_PROBLEM REQUIREMENTS_
I need each line of the entries below that includes the string "qclass".

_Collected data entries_
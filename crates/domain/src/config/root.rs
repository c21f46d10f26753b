use serde::{Deserialize, Serialize};

use super::dns::DnsConfig;
use super::errors::ConfigError;
use super::logging::LoggingConfig;
use super::server::ServerConfig;

/// Main configuration structure for Quarry DNS
#[derive(Debug, Clone, Deserialize, Serialize, Default)]
pub struct Config {
    /// Listener configuration (port, bind address, worker pool)
    #[serde(default)]
    pub server: ServerConfig,

    /// Request handling configuration
    #[serde(default)]
    pub dns: DnsConfig,

    /// Logging configuration
    #[serde(default)]
    pub logging: LoggingConfig,
}

impl Config {
    /// Load configuration from file or use defaults
    ///
    /// Priority order:
    /// 1. Explicitly provided path
    /// 2. quarry-dns.toml in current directory
    /// 3. /etc/quarry-dns/config.toml
    /// 4. Default configuration
    pub fn load(path: Option<&str>, cli_overrides: CliOverrides) -> Result<Self, ConfigError> {
        let mut config = if let Some(path) = path {
            Self::from_file(path)?
        } else if std::path::Path::new("quarry-dns.toml").exists() {
            Self::from_file("quarry-dns.toml")?
        } else if std::path::Path::new("/etc/quarry-dns/config.toml").exists() {
            Self::from_file("/etc/quarry-dns/config.toml")?
        } else {
            Self::default()
        };

        config.apply_cli_overrides(cli_overrides);
        Ok(config)
    }

    /// Load configuration from a specific file
    pub fn from_file(path: &str) -> Result<Self, ConfigError> {
        let contents = std::fs::read_to_string(path)
            .map_err(|e| ConfigError::FileRead(path.to_string(), e.to_string()))?;
        toml::from_str(&contents).map_err(|e| ConfigError::Parse(e.to_string()))
    }

    /// Apply command-line overrides to configuration
    fn apply_cli_overrides(&mut self, overrides: CliOverrides) {
        if let Some(port) = overrides.dns_port {
            self.server.dns_port = port;
        }
        if let Some(bind) = overrides.bind_address {
            self.server.bind_address = Some(bind);
        }
        if let Some(workers) = overrides.workers {
            self.server.workers = workers;
        }
        if overrides.single_shot {
            self.server.single_shot = true;
        }
        if let Some(listener) = overrides.listener {
            self.server.listener = listener;
        }
        if let Some(level) = overrides.log_level {
            self.logging.level = level;
        }
    }

    /// Validate configuration
    pub fn validate(&self) -> Result<(), ConfigError> {
        if self.server.dns_port == 0 {
            return Err(ConfigError::Validation("DNS port cannot be 0".to_string()));
        }

        if self.server.workers == 0 {
            return Err(ConfigError::Validation(
                "Worker pool size must be at least 1".to_string(),
            ));
        }

        self.server.bind_ip()?;

        Ok(())
    }
}

/// Command-line overrides for configuration
#[derive(Debug, Default)]
pub struct CliOverrides {
    pub dns_port: Option<u16>,
    pub bind_address: Option<String>,
    pub workers: Option<usize>,
    pub single_shot: bool,
    pub listener: Option<super::server::ListenerKind>,
    pub log_level: Option<String>,
}
#![allow(dead_code)]

/// Builds raw DNS request datagrams.
pub struct QueryBuilder {
    id: u16,
    flags: u16,
    questions: Vec<(String, u16, u16)>,
    additional: Vec<u8>,
    additional_count: u16,
    question_count: Option<u16>,
}

impl QueryBuilder {
    pub fn new() -> Self {
        Self {
            id: 0x1234,
            flags: 0x0100,
            questions: Vec::new(),
            additional: Vec::new(),
            additional_count: 0,
            question_count: None,
        }
    }

    pub fn id(mut self, id: u16) -> Self {
        self.id = id;
        self
    }

    pub fn flags(mut self, flags: u16) -> Self {
        self.flags = flags;
        self
    }

    pub fn question(mut self, name: &str, qtype: u16, qclass: u16) -> Self {
        self.questions.push((name.to_string(), qtype, qclass));
        self
    }

    pub fn a_query(self, name: &str) -> Self {
        self.question(name, 1, 1)
    }

    /// Overrides QDCOUNT independently of the questions actually written.
    pub fn question_count(mut self, count: u16) -> Self {
        self.question_count = Some(count);
        self
    }

    /// OPT record with a 4096 byte payload size and the given options.
    pub fn opt(mut self, options: &[(u16, &[u8])]) -> Self {
        append_opt_record(&mut self.additional, 4096, options);
        self.additional_count += 1;
        self
    }

    pub fn cookie(self, cookie: &[u8]) -> Self {
        self.opt(&[(10, cookie)])
    }

    /// Raw bytes appended to the additional section, counted as `records`.
    pub fn raw_additional(mut self, bytes: &[u8], records: u16) -> Self {
        self.additional.extend_from_slice(bytes);
        self.additional_count += records;
        self
    }

    pub fn additional_count(mut self, count: u16) -> Self {
        self.additional_count = count;
        self
    }

    pub fn build(self) -> Vec<u8> {
        let qdcount = self
            .question_count
            .unwrap_or(self.questions.len() as u16);

        let mut buf = Vec::with_capacity(512);
        buf.extend_from_slice(&self.id.to_be_bytes());
        buf.extend_from_slice(&self.flags.to_be_bytes());
        buf.extend_from_slice(&qdcount.to_be_bytes());
        buf.extend_from_slice(&[0x00, 0x00]); // ANCOUNT
        buf.extend_from_slice(&[0x00, 0x00]); // NSCOUNT
        buf.extend_from_slice(&self.additional_count.to_be_bytes());

        for (name, qtype, qclass) in &self.questions {
            append_name(&mut buf, name);
            buf.extend_from_slice(&qtype.to_be_bytes());
            buf.extend_from_slice(&qclass.to_be_bytes());
        }

        buf.extend_from_slice(&self.additional);
        buf
    }
}

impl Default for QueryBuilder {
    fn default() -> Self {
        Self::new()
    }
}

pub fn append_name(buf: &mut Vec<u8>, name: &str) {
    for label in name.split('.').filter(|l| !l.is_empty()) {
        buf.push(label.len() as u8);
        buf.extend_from_slice(label.as_bytes());
    }
    buf.push(0x00); // root label
}

pub fn append_opt_record(buf: &mut Vec<u8>, payload_size: u16, options: &[(u16, &[u8])]) {
    let mut rdata = Vec::new();
    for (code, data) in options {
        rdata.extend_from_slice(&code.to_be_bytes());
        rdata.extend_from_slice(&(data.len() as u16).to_be_bytes());
        rdata.extend_from_slice(data);
    }

    buf.push(0x00); // NAME = root
    buf.extend_from_slice(&[0x00, 41]); // TYPE = OPT
    buf.extend_from_slice(&payload_size.to_be_bytes()); // CLASS = UDP payload size
    buf.push(0x00); // extended RCODE
    buf.push(0x00); // version
    buf.extend_from_slice(&[0x00, 0x00]); // flags
    buf.extend_from_slice(&(rdata.len() as u16).to_be_bytes());
    buf.extend_from_slice(&rdata);
}

/// Splits the COOKIE option out of a reply's OPT record, if there is one.
pub fn reply_cookie(reply: &[u8], opt_start: usize) -> Option<Vec<u8>> {
    let rdlen = u16::from_be_bytes([reply[opt_start + 9], reply[opt_start + 10]]) as usize;
    let rdata = &reply[opt_start + 11..opt_start + 11 + rdlen];
    let mut pos = 0;
    while pos + 4 <= rdata.len() {
        let code = u16::from_be_bytes([rdata[pos], rdata[pos + 1]]);
        let len = u16::from_be_bytes([rdata[pos + 2], rdata[pos + 3]]) as usize;
        if code == 10 {
            return Some(rdata[pos + 4..pos + 4 + len].to_vec());
        }
        pos += 4 + len;
    }
    None
}

pub const CLIENT_COOKIE: [u8; 8] = [0xde, 0xad, 0xbe, 0xef, 0x01, 0x02, 0x03, 0x04];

_RESULT FOR THIS TASK_
    pub fn question(mut self, name: &str, qtype: u16, qclass: u16) -> Self {
        self.questions.push((name.to_string(), qtype, qclass));
        for (name, qtype, qclass) in &self.questions {
            buf.extend_from_slice(&qclass.to_be_bytes());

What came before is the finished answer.